(Stored data entries)
============

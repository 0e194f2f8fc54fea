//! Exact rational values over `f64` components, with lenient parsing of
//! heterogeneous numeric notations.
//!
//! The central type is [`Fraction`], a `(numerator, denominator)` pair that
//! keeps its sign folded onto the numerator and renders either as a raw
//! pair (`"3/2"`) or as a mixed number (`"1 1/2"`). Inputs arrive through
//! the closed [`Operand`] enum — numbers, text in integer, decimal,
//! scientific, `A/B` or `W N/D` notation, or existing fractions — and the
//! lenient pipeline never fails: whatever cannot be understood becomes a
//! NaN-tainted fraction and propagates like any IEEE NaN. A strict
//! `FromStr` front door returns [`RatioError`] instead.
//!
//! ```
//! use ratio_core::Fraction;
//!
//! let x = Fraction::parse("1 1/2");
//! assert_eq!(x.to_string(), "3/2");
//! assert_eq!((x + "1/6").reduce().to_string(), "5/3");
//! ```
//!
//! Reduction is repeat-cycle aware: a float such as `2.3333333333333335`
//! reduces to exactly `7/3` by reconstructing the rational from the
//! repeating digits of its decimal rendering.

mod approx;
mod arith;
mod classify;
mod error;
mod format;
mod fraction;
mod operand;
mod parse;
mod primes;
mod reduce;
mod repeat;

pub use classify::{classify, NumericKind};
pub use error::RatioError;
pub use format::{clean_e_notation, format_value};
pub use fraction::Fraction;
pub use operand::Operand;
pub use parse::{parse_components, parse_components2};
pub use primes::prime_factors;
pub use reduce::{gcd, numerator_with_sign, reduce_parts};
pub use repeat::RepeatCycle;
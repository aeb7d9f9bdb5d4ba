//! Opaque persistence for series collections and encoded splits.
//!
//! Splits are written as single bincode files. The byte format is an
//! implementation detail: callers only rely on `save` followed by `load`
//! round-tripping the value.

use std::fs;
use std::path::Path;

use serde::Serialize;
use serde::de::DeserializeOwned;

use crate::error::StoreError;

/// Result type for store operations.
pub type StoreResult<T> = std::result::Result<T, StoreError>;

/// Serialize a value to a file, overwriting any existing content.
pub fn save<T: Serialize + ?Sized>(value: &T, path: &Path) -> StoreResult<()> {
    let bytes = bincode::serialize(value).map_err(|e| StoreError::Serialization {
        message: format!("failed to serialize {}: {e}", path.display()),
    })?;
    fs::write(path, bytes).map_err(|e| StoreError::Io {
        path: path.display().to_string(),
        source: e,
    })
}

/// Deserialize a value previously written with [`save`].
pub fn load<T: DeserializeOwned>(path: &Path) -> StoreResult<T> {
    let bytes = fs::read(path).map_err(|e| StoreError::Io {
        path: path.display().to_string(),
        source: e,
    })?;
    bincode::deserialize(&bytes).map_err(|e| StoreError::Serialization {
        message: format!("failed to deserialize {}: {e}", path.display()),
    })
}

============

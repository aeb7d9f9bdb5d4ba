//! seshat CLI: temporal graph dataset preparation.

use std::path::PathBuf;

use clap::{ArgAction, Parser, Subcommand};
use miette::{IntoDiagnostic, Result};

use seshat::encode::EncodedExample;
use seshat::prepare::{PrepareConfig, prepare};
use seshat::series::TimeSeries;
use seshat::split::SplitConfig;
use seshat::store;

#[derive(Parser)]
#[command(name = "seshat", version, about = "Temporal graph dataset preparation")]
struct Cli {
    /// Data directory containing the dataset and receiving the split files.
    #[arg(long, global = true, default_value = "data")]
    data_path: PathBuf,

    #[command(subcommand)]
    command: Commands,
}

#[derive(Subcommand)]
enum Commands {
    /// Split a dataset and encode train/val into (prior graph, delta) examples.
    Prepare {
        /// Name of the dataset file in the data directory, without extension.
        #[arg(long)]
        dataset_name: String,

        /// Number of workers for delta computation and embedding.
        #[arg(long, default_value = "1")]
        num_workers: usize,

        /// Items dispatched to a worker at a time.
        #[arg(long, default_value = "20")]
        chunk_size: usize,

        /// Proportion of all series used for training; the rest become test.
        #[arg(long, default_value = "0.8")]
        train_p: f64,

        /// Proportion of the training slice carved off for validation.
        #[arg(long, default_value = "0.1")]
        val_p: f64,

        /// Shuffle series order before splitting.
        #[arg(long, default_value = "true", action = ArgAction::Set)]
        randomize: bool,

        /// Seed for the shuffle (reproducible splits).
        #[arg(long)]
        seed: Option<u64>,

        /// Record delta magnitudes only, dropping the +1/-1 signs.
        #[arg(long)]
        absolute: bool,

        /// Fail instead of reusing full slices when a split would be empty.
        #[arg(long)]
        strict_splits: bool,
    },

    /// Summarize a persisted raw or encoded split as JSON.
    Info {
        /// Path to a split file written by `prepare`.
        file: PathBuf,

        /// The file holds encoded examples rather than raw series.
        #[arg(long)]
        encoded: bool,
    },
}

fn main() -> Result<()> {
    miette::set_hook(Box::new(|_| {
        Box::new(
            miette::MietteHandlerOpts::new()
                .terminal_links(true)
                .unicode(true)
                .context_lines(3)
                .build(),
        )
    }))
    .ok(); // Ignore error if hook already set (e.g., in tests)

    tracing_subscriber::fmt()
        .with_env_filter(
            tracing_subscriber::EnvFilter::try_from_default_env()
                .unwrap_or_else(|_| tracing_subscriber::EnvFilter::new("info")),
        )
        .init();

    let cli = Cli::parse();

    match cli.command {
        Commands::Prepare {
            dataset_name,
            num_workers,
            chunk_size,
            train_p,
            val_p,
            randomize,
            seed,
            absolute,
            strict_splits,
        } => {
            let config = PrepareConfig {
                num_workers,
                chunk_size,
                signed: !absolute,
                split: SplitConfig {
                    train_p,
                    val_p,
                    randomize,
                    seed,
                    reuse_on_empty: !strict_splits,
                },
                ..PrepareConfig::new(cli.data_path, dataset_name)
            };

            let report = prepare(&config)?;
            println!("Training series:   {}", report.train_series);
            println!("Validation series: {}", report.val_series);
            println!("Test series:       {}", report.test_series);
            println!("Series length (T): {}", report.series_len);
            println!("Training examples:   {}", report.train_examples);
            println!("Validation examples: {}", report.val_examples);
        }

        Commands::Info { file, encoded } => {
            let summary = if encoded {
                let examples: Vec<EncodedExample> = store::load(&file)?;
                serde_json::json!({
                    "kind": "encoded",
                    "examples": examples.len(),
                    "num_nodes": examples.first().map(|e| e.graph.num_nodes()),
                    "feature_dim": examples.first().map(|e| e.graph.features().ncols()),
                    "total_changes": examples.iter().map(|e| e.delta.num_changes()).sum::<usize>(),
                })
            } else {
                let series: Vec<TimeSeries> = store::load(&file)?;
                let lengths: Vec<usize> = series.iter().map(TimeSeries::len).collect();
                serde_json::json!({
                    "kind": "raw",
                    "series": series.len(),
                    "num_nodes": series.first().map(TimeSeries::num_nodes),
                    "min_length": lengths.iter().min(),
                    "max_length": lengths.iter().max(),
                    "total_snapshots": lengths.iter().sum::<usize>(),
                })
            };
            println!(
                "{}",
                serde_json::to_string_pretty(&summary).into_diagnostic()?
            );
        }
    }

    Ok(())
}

============

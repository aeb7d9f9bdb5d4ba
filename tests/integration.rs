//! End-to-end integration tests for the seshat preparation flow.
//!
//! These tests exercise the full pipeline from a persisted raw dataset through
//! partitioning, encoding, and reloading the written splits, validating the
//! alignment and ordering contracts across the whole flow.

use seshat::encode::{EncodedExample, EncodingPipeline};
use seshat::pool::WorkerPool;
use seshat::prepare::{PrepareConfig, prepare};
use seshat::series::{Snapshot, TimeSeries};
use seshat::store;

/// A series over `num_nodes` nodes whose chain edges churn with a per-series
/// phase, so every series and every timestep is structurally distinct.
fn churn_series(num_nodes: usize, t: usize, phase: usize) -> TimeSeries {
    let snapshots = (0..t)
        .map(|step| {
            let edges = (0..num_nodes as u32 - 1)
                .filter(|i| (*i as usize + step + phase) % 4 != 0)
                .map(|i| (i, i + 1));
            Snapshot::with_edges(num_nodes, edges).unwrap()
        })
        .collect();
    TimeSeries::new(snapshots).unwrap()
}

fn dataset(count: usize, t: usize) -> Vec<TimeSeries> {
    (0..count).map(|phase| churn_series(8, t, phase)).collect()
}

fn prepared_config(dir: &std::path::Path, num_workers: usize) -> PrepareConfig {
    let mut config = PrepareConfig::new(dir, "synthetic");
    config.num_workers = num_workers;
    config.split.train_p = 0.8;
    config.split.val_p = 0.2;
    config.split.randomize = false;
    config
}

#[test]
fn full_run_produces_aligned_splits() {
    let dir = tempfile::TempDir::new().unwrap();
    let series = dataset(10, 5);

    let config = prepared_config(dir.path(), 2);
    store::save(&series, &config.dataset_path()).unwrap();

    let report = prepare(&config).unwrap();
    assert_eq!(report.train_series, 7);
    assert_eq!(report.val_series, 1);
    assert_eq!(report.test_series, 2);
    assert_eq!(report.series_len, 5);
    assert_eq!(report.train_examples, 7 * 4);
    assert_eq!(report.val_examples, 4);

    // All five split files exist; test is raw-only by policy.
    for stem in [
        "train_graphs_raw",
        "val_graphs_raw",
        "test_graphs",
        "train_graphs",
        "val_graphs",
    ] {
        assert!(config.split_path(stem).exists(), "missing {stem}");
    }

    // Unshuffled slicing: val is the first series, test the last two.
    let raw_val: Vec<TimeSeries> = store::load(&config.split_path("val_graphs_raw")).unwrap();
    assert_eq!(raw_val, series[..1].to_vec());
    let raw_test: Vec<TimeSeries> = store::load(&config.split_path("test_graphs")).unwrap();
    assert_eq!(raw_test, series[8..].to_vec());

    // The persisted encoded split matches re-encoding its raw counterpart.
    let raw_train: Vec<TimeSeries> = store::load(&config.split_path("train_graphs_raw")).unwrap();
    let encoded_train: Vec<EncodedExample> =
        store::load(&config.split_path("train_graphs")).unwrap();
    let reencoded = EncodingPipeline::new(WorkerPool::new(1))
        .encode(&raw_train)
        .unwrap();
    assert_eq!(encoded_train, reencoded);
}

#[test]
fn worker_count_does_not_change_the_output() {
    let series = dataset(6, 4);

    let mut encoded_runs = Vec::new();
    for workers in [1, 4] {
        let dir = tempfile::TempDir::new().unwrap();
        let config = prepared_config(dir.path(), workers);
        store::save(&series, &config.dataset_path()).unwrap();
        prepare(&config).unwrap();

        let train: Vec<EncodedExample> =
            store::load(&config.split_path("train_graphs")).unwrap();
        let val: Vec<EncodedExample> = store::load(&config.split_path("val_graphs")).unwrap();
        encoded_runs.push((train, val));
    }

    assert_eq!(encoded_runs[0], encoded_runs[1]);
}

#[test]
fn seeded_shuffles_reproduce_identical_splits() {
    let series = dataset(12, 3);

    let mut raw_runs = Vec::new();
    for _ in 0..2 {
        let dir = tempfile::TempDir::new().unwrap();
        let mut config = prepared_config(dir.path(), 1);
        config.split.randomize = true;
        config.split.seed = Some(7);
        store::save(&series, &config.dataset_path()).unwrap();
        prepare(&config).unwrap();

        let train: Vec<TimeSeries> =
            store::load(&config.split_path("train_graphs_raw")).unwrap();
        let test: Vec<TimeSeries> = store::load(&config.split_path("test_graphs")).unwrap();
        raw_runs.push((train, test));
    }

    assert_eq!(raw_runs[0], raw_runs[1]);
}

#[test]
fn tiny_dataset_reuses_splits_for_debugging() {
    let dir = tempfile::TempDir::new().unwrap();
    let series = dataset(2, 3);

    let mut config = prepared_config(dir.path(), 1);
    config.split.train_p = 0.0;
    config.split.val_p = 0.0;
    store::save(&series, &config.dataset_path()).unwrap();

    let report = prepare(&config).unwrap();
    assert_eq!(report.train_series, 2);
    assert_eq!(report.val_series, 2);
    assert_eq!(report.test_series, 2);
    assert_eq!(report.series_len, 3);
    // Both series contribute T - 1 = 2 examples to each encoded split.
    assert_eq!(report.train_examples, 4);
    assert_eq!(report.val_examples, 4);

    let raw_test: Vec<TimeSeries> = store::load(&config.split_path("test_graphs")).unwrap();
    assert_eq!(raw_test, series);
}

============

▶ _About this exercise_
Using the data above, copy each line that contains "stem".

▶ _Your solution_
    for stem in [
        assert!(config.split_path(stem).exists(), "missing {stem}");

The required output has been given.